When I was about 9 years old, watching television one weekend afternoon, I saw a black-and-white film of a bespectacled man climbing the side of a building.  He ascends a floor, narrowly misses falling, is about to enter the building through the window — then, another man emerges, with a policeman in pursuit, and tells the first man to keep climbing for just one more floor.  He does, and again nearly falls (but in a different way than previously).  The pattern repeats, he ascends higher, and the peril increases.  The film oscillates between anxiety and comedy.  I found it riveting.

Harold Lloyd in Safety Last

The film was Safety Last (1923), and the actor Harold Lloyd (1893-1971).  Ever since that afternoon, Lloyd has been imprinted on my imagination.  I will always think of that style of eyewear as “Harold Lloyd eyeglasses.”  (Indeed, when I met my agent for the first time, the first thing I noticed was that his glasses were just like Harold Lloyd’s. And before you ask, no, George is not an accident-prone comedian.  But he does do all his own stunts.)

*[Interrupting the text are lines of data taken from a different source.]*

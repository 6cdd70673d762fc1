use std::time::Duration;

use anyhow::Result;
use async_trait::async_trait;
use reqwest::StatusCode;
use serde::{Deserialize, Serialize};
use tracing::{debug, info};
use url::Url;

use crate::model::{GenerativeModel, ModelError, Part};

const API_KEY_HEADER: &str = "x-goog-api-key";

// Same set the official SDKs refuse to read text from
static BLOCKED_FINISH_REASONS: [&str; 3] = ["SAFETY", "RECITATION", "LANGUAGE"];

/// Client for the Gemini `generateContent` REST endpoint.
#[derive(Clone)]
pub struct GeminiClient {
    client: reqwest::Client,
    endpoint: Url,
    model: String,
    api_key: String,
}

impl GeminiClient {
    /// `timeout` bounds each call, `None` leaves calls unbounded.
    pub fn new(
        api_base: &str,
        model: &str,
        api_key: String,
        timeout: Option<Duration>,
    ) -> Result<Self> {
        let model = model.strip_prefix("models/").unwrap_or(model).to_string();
        let endpoint = Url::parse(&format!(
            "{}/models/{}:generateContent",
            api_base.trim_end_matches('/'),
            model
        ))?;

        let mut builder = reqwest::Client::builder();
        if let Some(timeout) = timeout {
            builder = builder.timeout(timeout);
        }

        Ok(Self {
            client: builder.build()?,
            endpoint,
            model,
            api_key,
        })
    }

    pub fn endpoint(&self) -> &Url {
        &self.endpoint
    }
}

#[async_trait]
impl GenerativeModel for GeminiClient {
    #[tracing::instrument(level = "info", skip_all, fields(parts = parts.len()))]
    async fn generate(&self, parts: Vec<Part>) -> Result<String, ModelError> {
        let request = GenerateContentRequest {
            contents: [Content {
                role: "user",
                parts: parts.iter().map(WirePart::from).collect(),
            }],
        };

        let response = self
            .client
            .post(self.endpoint.clone())
            .header(API_KEY_HEADER, &self.api_key)
            .json(&request)
            .send()
            .await?;

        let status = response.status();
        if !status.is_success() {
            let message = error_message(status, response.text().await.ok());
            return Err(ModelError::Api {
                url: self.endpoint.to_string(),
                status: status.as_u16(),
                message,
            });
        }

        let response: GenerateContentResponse = response.json().await?;
        if let Some(usage) = &response.usage_metadata {
            debug!(
                prompt_tokens = usage.prompt_token_count,
                candidate_tokens = usage.candidates_token_count,
                "Token usage"
            );
        }
        let text = response.into_text()?;
        info!(model = %self.model, chars = text.len(), "Generated content");
        Ok(text)
    }
}

#[derive(Serialize)]
struct GenerateContentRequest<'a> {
    contents: [Content<'a>; 1],
}

#[derive(Serialize)]
struct Content<'a> {
    role: &'static str,
    parts: Vec<WirePart<'a>>,
}

#[derive(Serialize)]
enum WirePart<'a> {
    #[serde(rename = "text")]
    Text(&'a str),
    #[serde(rename = "inlineData")]
    InlineData {
        #[serde(rename = "mimeType")]
        mime_type: &'a str,
        data: &'a str,
    },
}

impl<'a> From<&'a Part> for WirePart<'a> {
    fn from(part: &'a Part) -> Self {
        match part {
            Part::Text(text) => WirePart::Text(text),
            Part::InlineData { mime_type, data } => WirePart::InlineData { mime_type, data },
        }
    }
}

#[derive(Deserialize, Debug)]
#[serde(rename_all = "camelCase")]
struct GenerateContentResponse {
    #[serde(default)]
    candidates: Vec<Candidate>,
    prompt_feedback: Option<PromptFeedback>,
    usage_metadata: Option<UsageMetadata>,
}

#[derive(Deserialize, Debug)]
#[serde(rename_all = "camelCase")]
struct Candidate {
    content: Option<CandidateContent>,
    finish_reason: Option<String>,
}

#[derive(Deserialize, Debug)]
struct CandidateContent {
    #[serde(default)]
    parts: Vec<ResponsePart>,
}

#[derive(Deserialize, Debug)]
struct ResponsePart {
    text: Option<String>,
}

#[derive(Deserialize, Debug)]
#[serde(rename_all = "camelCase")]
struct PromptFeedback {
    block_reason: Option<String>,
}

#[derive(Deserialize, Debug)]
#[serde(rename_all = "camelCase")]
struct UsageMetadata {
    #[serde(default)]
    prompt_token_count: u32,
    #[serde(default)]
    candidates_token_count: u32,
}

#[derive(Deserialize)]
struct ErrorEnvelope {
    error: ErrorBody,
}

#[derive(Deserialize)]
struct ErrorBody {
    message: String,
}

/// The API's own error message, else the raw body, else the status reason.
fn error_message(status: StatusCode, body: Option<String>) -> String {
    match body.filter(|body| !body.trim().is_empty()) {
        Some(body) => serde_json::from_str::<ErrorEnvelope>(&body)
            .map(|envelope| envelope.error.message)
            .unwrap_or(body),
        None => status
            .canonical_reason()
            .unwrap_or("Unknown error")
            .to_string(),
    }
}

impl GenerateContentResponse {
    /// Text of the first candidate, all of its text parts joined.
    fn into_text(self) -> Result<String, ModelError> {
        let Some(candidate) = self.candidates.into_iter().next() else {
            return Err(match self.prompt_feedback.and_then(|f| f.block_reason) {
                Some(reason) => ModelError::PromptBlocked(reason),
                None => ModelError::NoCandidates,
            });
        };

        if let Some(reason) = candidate
            .finish_reason
            .as_deref()
            .filter(|reason| BLOCKED_FINISH_REASONS.contains(reason))
        {
            return Err(ModelError::CandidateBlocked(reason.to_string()));
        }

        Ok(candidate
            .content
            .map(|content| {
                content
                    .parts
                    .into_iter()
                    .filter_map(|part| part.text)
                    .collect()
            })
            .unwrap_or_default())
    }
}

A couple of years ago, I bought a DVD of the film, and watched it from the beginning, learning that the friend of the character played by Lloyd is supposed to climb the building as a publicity stunt. When the law catches up to the friend, Lloyd’s character ends up doing it instead.  I had not remembered this — I remembered only the intense nervousness of watching Lloyd’s casually dangerous climb, and of being unable to look away… while simultaneously wanting to look away.  And when I watch the film today, I have the same experience.

Given the anxiety it arouses, the image of Lloyd dangling from that clock (see above) is, I suppose, a strange choice for the background of my computer’s desktop.  And yet it’s been my “wallpaper” image for years.  Why?  Because I always feel that there’s never enough time?  Because I’m daily confronting my dislike of heights?  Those may be some of the reasons.  But the main reason, I think, is an acute sense of the precariousness of being alive. We’re here. And then we’re not here. As Woody Allen says in Annie Hall (1977),

There’s an old joke — two elderly women are at a Catskill mountain resort, and one of them says, “Boy, the food at this place is really terrible.” The other one says, “Yeah, I know — and such small portions.” Well, that’s essentially how I feel about life — full of loneliness, and misery, and suffering, and unhappiness, and it’s all over much too quickly.

Allen and Lloyd both understand that comedy and tragedy are not opposites.  They’re close kin.  And, in Safety Last, Lloyd dangles between them, always just a few fingers from falling. To borrow a joke from Steven Wright’s classic comedy record I Have a Pony (1985), “You know how it feels when you’re leaning back on a chair, and you lean too far back, and you almost fall over backwards, but then you catch yourself at the last second? I feel like that all the time.”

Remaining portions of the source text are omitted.